I've been deploying stacks to swarms with the start-first
option for quite a while now.
So given the following api.yml
file:
version: '3.4'
services:
api:
image: registry.gitlab.com/myproj/api:${VERSION}
deploy:
update_config:
order: start-first
I would run the following command against a swarm manager:
env VERSION=x.y.z docker stack deploy -f api.yml api
This worked fine - the old service kept serving requests until the new one was fully available. Only then would it be torn down and enter shutdown state.
Now recently, and I believe this started happening with docker v17.12.0-ce or v18.01.0-ce - or I didn't notice before - what happens instead is that the old service sometimes isn't correctly stopped.
When that happens it hangs around and keeps serving requests, resulting in us running a mix of old and new versions side by side indefinitely.
This happens both on swarms that have the service replicated but also on one that runs it with scale=1
.
What's worse, I cannot even kill the old containers.

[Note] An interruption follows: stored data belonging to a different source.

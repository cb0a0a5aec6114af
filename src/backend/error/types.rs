/**
 * Backend Error Types
 *
 * Token errors become 401 on HTTP and downgrade a handshake to anonymous.
 * Chat errors map to 4xx on HTTP and drop the frame on a connection.
 */

use axum::http::StatusCode;
use thiserror::Error;

use crate::shared::{ConfigError, SharedError};
use crate::shared::messaging::{ChatId, UserId};

/// Token service failures
#[derive(Debug, Error)]
pub enum TokenError {
    /// No token was presented
    #[error("Missing token")]
    Missing,

    /// Bad signature, malformed structure or unusable subject
    #[error("Invalid token")]
    Invalid,

    /// Signature verified but the token is past its expiry
    #[error("Token expired")]
    Expired,

    /// Encoding a new token failed
    #[error("Failed to sign token: {0}")]
    Signing(#[source] jsonwebtoken::errors::Error),
}

/// Chat directory and message router failures
#[derive(Debug, Error)]
pub enum ChatError {
    #[error("Participant {0} not found")]
    ParticipantNotFound(UserId),

    #[error("Chat {0} not found")]
    ChatNotFound(ChatId),

    #[error("Sender {0} not found")]
    SenderNotFound(UserId),

    /// The sender exists but is not one of the chat's two participants
    #[error("User {sender_id} is not a participant of chat {chat_id}")]
    SenderNotParticipant { chat_id: ChatId, sender_id: UserId },

    /// The caller asked for a chat they do not belong to
    #[error("User {user_id} is not a participant of chat {chat_id}")]
    NotParticipant { chat_id: ChatId, user_id: UserId },

    /// A connection tried to send on behalf of another user
    #[error("Sender {claimed} does not match connection principal {principal}")]
    SenderMismatch { claimed: UserId, principal: UserId },

    #[error("Invalid content: {0}")]
    InvalidContent(String),

    #[error("Database error: {0}")]
    Database(#[from] sqlx::Error),
}

impl ChatError {
    /// HTTP status for this failure
    pub fn status_code(&self) -> StatusCode {
        match self {
            Self::ParticipantNotFound(_) | Self::ChatNotFound(_) => StatusCode::NOT_FOUND,
            Self::SenderNotFound(_) | Self::InvalidContent(_) => StatusCode::BAD_REQUEST,
            Self::SenderNotParticipant { .. }
            | Self::NotParticipant { .. }
            | Self::SenderMismatch { .. } => StatusCode::FORBIDDEN,
            Self::Database(_) => StatusCode::INTERNAL_SERVER_ERROR,
        }
    }
}

impl From<SharedError> for ChatError {
    fn from(err: SharedError) -> Self {
        match err {
            SharedError::ValidationError { message, .. } => Self::InvalidContent(message),
            SharedError::SerializationError { message } => Self::InvalidContent(message),
        }
    }
}

/// Backend-specific error types
///
/// Each variant can be converted to an HTTP response.
///
/// ```rust
/// use axum::http::StatusCode;
/// use campus_chat::backend::error::BackendError;
///
/// let err = BackendError::handler(StatusCode::CONFLICT, "User already registered");
/// assert_eq!(err.status_code(), StatusCode::CONFLICT);
/// ```
#[derive(Debug, Error)]
pub enum BackendError {
    /// Handler error with an explicit status code
    #[error("Handler error: {message}")]
    HandlerError {
        /// HTTP status code for this error
        status: StatusCode,
        /// Human-readable error message
        message: String,
    },

    #[error(transparent)]
    Token(#[from] TokenError),

    #[error(transparent)]
    Chat(#[from] ChatError),

    #[error(transparent)]
    Config(#[from] ConfigError),

    /// Shared error (validation or decoding of wire types)
    #[error(transparent)]
    SharedError(#[from] SharedError),

    #[error("Serialization error: {0}")]
    SerializationError(#[from] serde_json::Error),

    #[error("Database error: {0}")]
    Database(#[from] sqlx::Error),
}

impl BackendError {
    /// Create a new handler error with a status code
    pub fn handler(status: StatusCode, message: impl Into<String>) -> Self {
        Self::HandlerError {
            status,
            message: message.into(),
        }
    }

    /// Shorthand for a 401 handler error
    pub fn unauthorized(message: impl Into<String>) -> Self {
        Self::handler(StatusCode::UNAUTHORIZED, message)
    }

    /// Get the HTTP status code for this error
    ///
    /// # Status Code Mapping
    ///
    /// - `HandlerError` - Uses the status code from the error
    /// - `Token` - 401, except signing failures (500)
    /// - `Chat` - See `ChatError::status_code`
    /// - `SharedError` - 400 for validation, 500 for serialization
    /// - Everything else - 500
    pub fn status_code(&self) -> StatusCode {
        match self {
            Self::HandlerError { status, .. } => *status,
            Self::Token(TokenError::Signing(_)) => StatusCode::INTERNAL_SERVER_ERROR,
            Self::Token(_) => StatusCode::UNAUTHORIZED,
            Self::Chat(err) => err.status_code(),
            Self::SharedError(err) => match err {
                SharedError::SerializationError { .. } => StatusCode::INTERNAL_SERVER_ERROR,
                SharedError::ValidationError { .. } => StatusCode::BAD_REQUEST,
            },
            Self::Config(_) | Self::SerializationError(_) | Self::Database(_) => {
                StatusCode::INTERNAL_SERVER_ERROR
            }
        }
    }

    /// Get the error message
    ///
    /// Storage failures are reported generically; their detail only goes to
    /// the log.
    pub fn message(&self) -> String {
        match self {
            Self::HandlerError { message, .. } => message.clone(),
            Self::Chat(ChatError::Database(_)) | Self::Database(_) => {
                "Internal server error".to_string()
            }
            other => other.to_string(),
        }
    }
}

Here's what I've tried:
docker service rm api_api
docker stack rm api && docker stack deploy -f api.yml api
docker rm -f <container id>
Nothing allows me to get rid of the 'zombie' container. In fact docker rm -f <container id>
even locks up and simply sits there.
The only way I've found to get rid of them is to restart the node. Thanks to replication I can actually afford to do that without downtime but it's not great for various reasons, least of which is what may happen if another manager were to go down while I do that.
Has anyone else seen this behaviour? What might be the cause and how could I debug this?